#### EXERCISE MATERIAL
<<<<
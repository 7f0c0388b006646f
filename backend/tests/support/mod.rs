#![allow(dead_code)]

use std::collections::BTreeMap;
use std::path::Path;
use std::sync::Mutex;

use tempfile::TempDir;

static ENV_LOCK: Mutex<()> = Mutex::new(());

/// The single-entry document used by the `403` scenarios.
pub const CLASS_403: &str = r#"{"className":"403","note":"","schedule":[{"date":"03/02","weekday":"一","period":"P1","content":"上課"}]}"#;

/// Runs `f` with process environment variables set (`Some`) or removed
/// (`None`), restoring the previous values afterwards, even on panic.
///
/// Callers are serialized since the environment is process-global.
pub fn with_scoped_env<F, R>(changes: &[(&str, Option<&str>)], f: F) -> R
where
    F: FnOnce() -> R,
{
    let _lock = ENV_LOCK.lock().unwrap_or_else(|poisoned| poisoned.into_inner());
    let _restore = EnvRestore::apply(changes);
    f()
}

struct EnvRestore {
    previous: BTreeMap<String, Option<String>>,
}

impl EnvRestore {
    fn apply(changes: &[(&str, Option<&str>)]) -> Self {
        let mut previous = BTreeMap::new();
        for (key, value) in changes {
            previous
                .entry(key.to_string())
                .or_insert_with(|| std::env::var(key).ok());
            match value {
                Some(value) => std::env::set_var(key, value),
                None => std::env::remove_var(key),
            }
        }
        Self { previous }
    }
}

impl Drop for EnvRestore {
    fn drop(&mut self) {
        for (key, value) in std::mem::take(&mut self.previous) {
            match value {
                Some(value) => std::env::set_var(&key, value),
                None => std::env::remove_var(&key),
            }
        }
    }
}

/// Fresh data directory holding the given `(classId, json)` documents.
pub fn data_dir_with(documents: &[(&str, &str)]) -> TempDir {
    let dir = tempfile::tempdir().unwrap();
    for (class_id, json) in documents {
        write_document(dir.path(), class_id, json);
    }
    dir
}

pub fn write_document(dir: &Path, class_id: &str, json: &str) {
    std::fs::write(dir.join(format!("{}.json", class_id)), json).unwrap();
}

pub fn read_document(dir: &Path, class_id: &str) -> String {
    std::fs::read_to_string(dir.join(format!("{}.json", class_id))).unwrap()
}

/// File names in `dir`, sorted.
pub fn file_names(dir: &Path) -> Vec<String> {
    let mut names: Vec<String> = std::fs::read_dir(dir)
        .unwrap()
        .map(|entry| entry.unwrap().file_name().to_string_lossy().into_owned())
        .collect();
    names.sort();
    names
}
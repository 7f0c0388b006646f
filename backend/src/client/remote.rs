//! HTTP client for the schedule server.

use std::time::Duration;

use chrono::Utc;
use serde::Deserialize;
use thiserror::Error;

use super::cell::{CellEditor, EditMode};
use crate::models::{CellEdit, ClassId, EditRequest, ScheduleDocument};

/// Errors returned by [`ScheduleClient`].
#[derive(Debug, Error)]
pub enum ClientError {
    #[error("request failed: {0}")]
    Transport(#[from] reqwest::Error),

    /// Non-2xx response; `message` is the server's `error` field when present.
    #[error("server returned {status}: {message}")]
    Server { status: u16, message: String },

    #[error("unexpected response: {0}")]
    UnexpectedResponse(String),
}

impl ClientError {
    /// HTTP status of a server-side failure.
    pub fn status(&self) -> Option<u16> {
        match self {
            ClientError::Server { status, .. } => Some(*status),
            _ => None,
        }
    }
}

#[derive(Debug, Deserialize)]
struct ErrorBody {
    error: String,
}

#[derive(Debug, Deserialize)]
struct SaveBody {
    status: String,
}

#[derive(Debug, Deserialize)]
struct ClassListBody {
    classes: Vec<ClassId>,
}

/// Client for the document reads and `POST /save`.
#[derive(Debug, Clone)]
pub struct ScheduleClient {
    base_url: String,
    http: reqwest::Client,
}

impl ScheduleClient {
    /// Client without a request timeout.
    pub fn new(base_url: impl Into<String>) -> Result<Self, ClientError> {
        Self::build(base_url, reqwest::Client::builder())
    }

    /// Client whose requests give up after `timeout`.
    pub fn with_timeout(base_url: impl Into<String>, timeout: Duration) -> Result<Self, ClientError> {
        Self::build(base_url, reqwest::Client::builder().timeout(timeout))
    }

    fn build(
        base_url: impl Into<String>,
        builder: reqwest::ClientBuilder,
    ) -> Result<Self, ClientError> {
        Ok(Self {
            base_url: base_url.into().trim_end_matches('/').to_string(),
            http: builder.build()?,
        })
    }

    pub fn base_url(&self) -> &str {
        &self.base_url
    }

    /// Fetch the current document, bypassing intermediary caches.
    pub async fn fetch_document(&self, class_id: &ClassId) -> Result<ScheduleDocument, ClientError> {
        let url = format!("{}/data/{}.json", self.base_url, class_id);
        let response = self
            .http
            .get(&url)
            .query(&[("t", Utc::now().timestamp_millis())])
            .send()
            .await?;
        let body = Self::checked_body(response).await?;
        ScheduleDocument::from_json(&body).map_err(|e| {
            ClientError::UnexpectedResponse(format!("invalid class document: {}", e))
        })
    }

    /// Classes the server lists, in display order.
    pub async fn list_classes(&self) -> Result<Vec<ClassId>, ClientError> {
        let response = self
            .http
            .get(format!("{}/classes", self.base_url))
            .send()
            .await?;
        let body = Self::checked_body(response).await?;
        let list: ClassListBody = serde_json::from_str(&body)
            .map_err(|e| ClientError::UnexpectedResponse(format!("invalid class list: {}", e)))?;
        Ok(list.classes)
    }

    /// Submit one cell edit.
    pub async fn save(&self, edit: &CellEdit) -> Result<(), ClientError> {
        let response = self
            .http
            .post(format!("{}/save", self.base_url))
            .json(&EditRequest::from(edit.clone()))
            .send()
            .await?;
        let body = Self::checked_body(response).await?;
        let saved: SaveBody = serde_json::from_str(&body)
            .map_err(|e| ClientError::UnexpectedResponse(format!("invalid save response: {}", e)))?;
        if saved.status != "success" {
            return Err(ClientError::UnexpectedResponse(format!(
                "save status '{}'",
                saved.status
            )));
        }
        Ok(())
    }

    async fn checked_body(response: reqwest::Response) -> Result<String, ClientError> {
        let status = response.status();
        let body = response.text().await?;
        if status.is_success() {
            return Ok(body);
        }
        let message = serde_json::from_str::<ErrorBody>(&body)
            .map(|b| b.error)
            .unwrap_or_else(|_| body.trim().to_string());
        Err(ClientError::Server {
            status: status.as_u16(),
            message,
        })
    }
}

impl CellEditor {
    /// Blur the cell and, if that produced an edit, save it and settle the
    /// cell with the outcome.
    ///
    /// Returns `None` when nothing was submitted.
    pub async fn submit(
        &mut self,
        mode: EditMode,
        client: &ScheduleClient,
    ) -> Option<Result<(), ClientError>> {
        let edit = self.blur(mode)?;
        let result = client.save(&edit).await;
        match &result {
            Ok(()) => self.finish(Ok(())),
            Err(ClientError::Server { message, .. }) => self.finish(Err(message.clone())),
            Err(e) => {
                log::warn!("Saving {} {} of class {} failed: {}", edit.date, edit.period, edit.class_id, e);
                self.finish(Err(e.to_string()))
            }
        }
        Some(result)
    }
}
use axum::http::HeaderMap;

use billbook_core::{DomainError, TenantId};
use billbook_infra::Session;

/// Header naming the tenant that owns the request's records.
pub const TENANT_HEADER: &str = "x-tenant-id";

/// Session for a request.
///
/// No header means an anonymous session: reads come back empty and writes
/// are refused. A header that is not a tenant id is an error.
pub fn session_from_headers(headers: &HeaderMap) -> Result<Session, DomainError> {
    let Some(raw) = headers.get(TENANT_HEADER) else {
        return Ok(Session::anonymous());
    };
    let raw = raw
        .to_str()
        .map_err(|_| DomainError::invalid_id(format!("{TENANT_HEADER} is not valid text")))?
        .trim();
    if raw.is_empty() {
        return Ok(Session::anonymous());
    }
    let tenant_id: TenantId = raw.parse()?;
    Ok(Session::owned_by(tenant_id))
}

#[cfg(test)]
mod tests {
    use axum::http::HeaderValue;

    use super::*;

    #[test]
    fn header_selects_the_owner() {
        let tenant_id = TenantId::new();
        let mut headers = HeaderMap::new();
        headers.insert(TENANT_HEADER, HeaderValue::from_str(&tenant_id.to_string()).unwrap());
        assert_eq!(session_from_headers(&headers).unwrap().owner(), Some(tenant_id));
    }

    #[test]
    fn missing_header_is_anonymous() {
        let session = session_from_headers(&HeaderMap::new()).unwrap();
        assert_eq!(session.owner(), None);
    }

    #[test]
    fn garbage_header_is_rejected() {
        let mut headers = HeaderMap::new();
        headers.insert(TENANT_HEADER, HeaderValue::from_static("tenant-7"));
        assert!(matches!(session_from_headers(&headers), Err(DomainError::InvalidId(_))));
    }
}
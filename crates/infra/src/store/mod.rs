//! The persistence collaborator: tenant-scoped CRUD over JSON records.
//!
//! Records are grouped by [`RecordFamily`]. Every call names the owning
//! tenant explicitly; an implementation must never return or touch another
//! tenant's rows.

pub mod in_memory;
pub mod postgres;

use std::cmp::Ordering;
use std::sync::Arc;

use async_trait::async_trait;
use chrono::{DateTime, Utc};
use serde_json::{Map, Value as JsonValue};
use thiserror::Error;

use billbook_core::{RecordFamily, RecordId, TenantId};

pub use in_memory::InMemoryRecordStore;
pub use postgres::PostgresRecordStore;

/// A persisted record. `body` is the full serialized domain record.
#[derive(Debug, Clone, PartialEq)]
pub struct StoredRecord {
    pub id: RecordId,
    pub tenant_id: TenantId,
    pub family: RecordFamily,
    pub body: JsonValue,
    pub created_at: DateTime<Utc>,
    pub updated_at: DateTime<Utc>,
}

/// Persistence failure.
#[derive(Debug, Error, Clone, PartialEq, Eq)]
pub enum StoreError {
    #[error("{family} record {id} not found")]
    NotFound { family: RecordFamily, id: RecordId },

    #[error("{family} record {id} already exists")]
    AlreadyExists { family: RecordFamily, id: RecordId },

    #[error("record encoding failed: {0}")]
    Codec(String),

    #[error("storage backend failure: {0}")]
    Backend(String),
}

/// Sort key for [`ListQuery`].
#[derive(Debug, Clone, PartialEq, Eq)]
pub enum OrderBy {
    /// Storage insertion time.
    CreatedAt,
    /// A top-level field of the record body.
    Field(String),
}

/// Equality filters on top-level body fields plus an ordering.
#[derive(Debug, Clone, PartialEq)]
pub struct ListQuery {
    pub filters: Map<String, JsonValue>,
    pub order_by: OrderBy,
    pub descending: bool,
}

impl Default for ListQuery {
    fn default() -> Self {
        Self {
            filters: Map::new(),
            order_by: OrderBy::CreatedAt,
            descending: false,
        }
    }
}

impl ListQuery {
    pub fn new() -> Self {
        Self::default()
    }

    pub fn filter(mut self, field: impl Into<String>, value: JsonValue) -> Self {
        self.filters.insert(field.into(), value);
        self
    }

    pub fn order_by(mut self, field: impl Into<String>) -> Self {
        self.order_by = OrderBy::Field(field.into());
        self
    }

    pub fn descending(mut self) -> Self {
        self.descending = true;
        self
    }

    pub fn matches(&self, body: &JsonValue) -> bool {
        self.filters
            .iter()
            .all(|(field, expected)| body.get(field) == Some(expected))
    }

    /// Ordering used by stores that sort in process. Ties fall back to
    /// insertion time so results are deterministic.
    pub fn compare(&self, a: &StoredRecord, b: &StoredRecord) -> Ordering {
        let primary = match &self.order_by {
            OrderBy::CreatedAt => Ordering::Equal,
            OrderBy::Field(field) => compare_json(a.body.get(field), b.body.get(field)),
        };
        let ord = primary.then_with(|| a.created_at.cmp(&b.created_at));
        if self.descending { ord.reverse() } else { ord }
    }
}

fn compare_json(a: Option<&JsonValue>, b: Option<&JsonValue>) -> Ordering {
    fn rank(v: Option<&JsonValue>) -> u8 {
        match v {
            None | Some(JsonValue::Null) => 0,
            Some(JsonValue::Bool(_)) => 1,
            Some(JsonValue::Number(_)) => 2,
            Some(JsonValue::String(_)) => 3,
            Some(_) => 4,
        }
    }

    match (a, b) {
        (Some(JsonValue::String(x)), Some(JsonValue::String(y))) => x.cmp(y),
        (Some(JsonValue::Number(x)), Some(JsonValue::Number(y))) => x
            .as_f64()
            .partial_cmp(&y.as_f64())
            .unwrap_or(Ordering::Equal),
        (Some(JsonValue::Bool(x)), Some(JsonValue::Bool(y))) => x.cmp(y),
        _ => rank(a).cmp(&rank(b)),
    }
}

/// Tenant-scoped record CRUD.
#[async_trait]
pub trait RecordStore: Send + Sync {
    async fn list(
        &self,
        tenant_id: TenantId,
        family: RecordFamily,
        query: &ListQuery,
    ) -> Result<Vec<StoredRecord>, StoreError>;

    async fn get(
        &self,
        tenant_id: TenantId,
        family: RecordFamily,
        id: RecordId,
    ) -> Result<Option<StoredRecord>, StoreError>;

    /// Store a new record. The store stamps creation and update times.
    async fn insert(
        &self,
        tenant_id: TenantId,
        family: RecordFamily,
        id: RecordId,
        body: JsonValue,
    ) -> Result<StoredRecord, StoreError>;

    /// Shallow-merge `patch` (a JSON object) into the stored body.
    async fn update(
        &self,
        tenant_id: TenantId,
        family: RecordFamily,
        id: RecordId,
        patch: JsonValue,
    ) -> Result<StoredRecord, StoreError>;

    async fn delete(&self, tenant_id: TenantId, family: RecordFamily, id: RecordId) -> Result<(), StoreError>;
}

#[async_trait]
impl<S> RecordStore for Arc<S>
where
    S: RecordStore + ?Sized,
{
    async fn list(
        &self,
        tenant_id: TenantId,
        family: RecordFamily,
        query: &ListQuery,
    ) -> Result<Vec<StoredRecord>, StoreError> {
        (**self).list(tenant_id, family, query).await
    }

    async fn get(
        &self,
        tenant_id: TenantId,
        family: RecordFamily,
        id: RecordId,
    ) -> Result<Option<StoredRecord>, StoreError> {
        (**self).get(tenant_id, family, id).await
    }

    async fn insert(
        &self,
        tenant_id: TenantId,
        family: RecordFamily,
        id: RecordId,
        body: JsonValue,
    ) -> Result<StoredRecord, StoreError> {
        (**self).insert(tenant_id, family, id, body).await
    }

    async fn update(
        &self,
        tenant_id: TenantId,
        family: RecordFamily,
        id: RecordId,
        patch: JsonValue,
    ) -> Result<StoredRecord, StoreError> {
        (**self).update(tenant_id, family, id, patch).await
    }

    async fn delete(&self, tenant_id: TenantId, family: RecordFamily, id: RecordId) -> Result<(), StoreError> {
        (**self).delete(tenant_id, family, id).await
    }
}

/// Shallow JSON merge: top-level keys of `patch` replace those of `body`.
pub(crate) fn merge_patch(body: &mut JsonValue, patch: JsonValue) -> Result<(), StoreError> {
    let JsonValue::Object(patch) = patch else {
        return Err(StoreError::Codec("update patch must be a JSON object".into()));
    };
    let JsonValue::Object(target) = body else {
        return Err(StoreError::Codec("stored body is not a JSON object".into()));
    };
    for (k, v) in patch {
        target.insert(k, v);
    }
    Ok(())
}

#[cfg(test)]
mod tests {
    use super::*;
    use serde_json::json;

    fn record(body: JsonValue, secs: i64) -> StoredRecord {
        let at = DateTime::<Utc>::from_timestamp(secs, 0).unwrap();
        StoredRecord {
            id: RecordId::new(),
            tenant_id: TenantId::new(),
            family: RecordFamily::Bills,
            body,
            created_at: at,
            updated_at: at,
        }
    }

    #[test]
    fn filters_are_top_level_equality() {
        let q = ListQuery::new().filter("is_billed", json!(false));
        assert!(q.matches(&json!({"is_billed": false, "x": 1})));
        assert!(!q.matches(&json!({"is_billed": true})));
        assert!(!q.matches(&json!({})));
    }

    #[test]
    fn ordering_by_field_then_insertion() {
        let a = record(json!({"date": "2025-04-02"}), 2);
        let b = record(json!({"date": "2025-04-01"}), 3);
        let c = record(json!({"date": "2025-04-02"}), 1);

        let q = ListQuery::new().order_by("date").descending();
        let mut rows = vec![b.clone(), c.clone(), a.clone()];
        rows.sort_by(|x, y| q.compare(x, y));
        assert_eq!(rows, vec![a, c, b]);
    }

    #[test]
    fn patches_merge_shallowly() {
        let mut body = json!({"a": 1, "b": {"c": 2}});
        merge_patch(&mut body, json!({"b": null, "d": true})).unwrap();
        assert_eq!(body, json!({"a": 1, "b": null, "d": true}));
        assert!(merge_patch(&mut body, json!([1])).is_err());
    }
}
>>>>
#### WHAT NEEDS TO BE DONE
Which lines of the records contain "apply"? Show each of them.

#### ANSWER SECTION
    let _restore = EnvRestore::apply(changes);
    fn apply(changes: &[(&str, Option<&str>)]) -> Self {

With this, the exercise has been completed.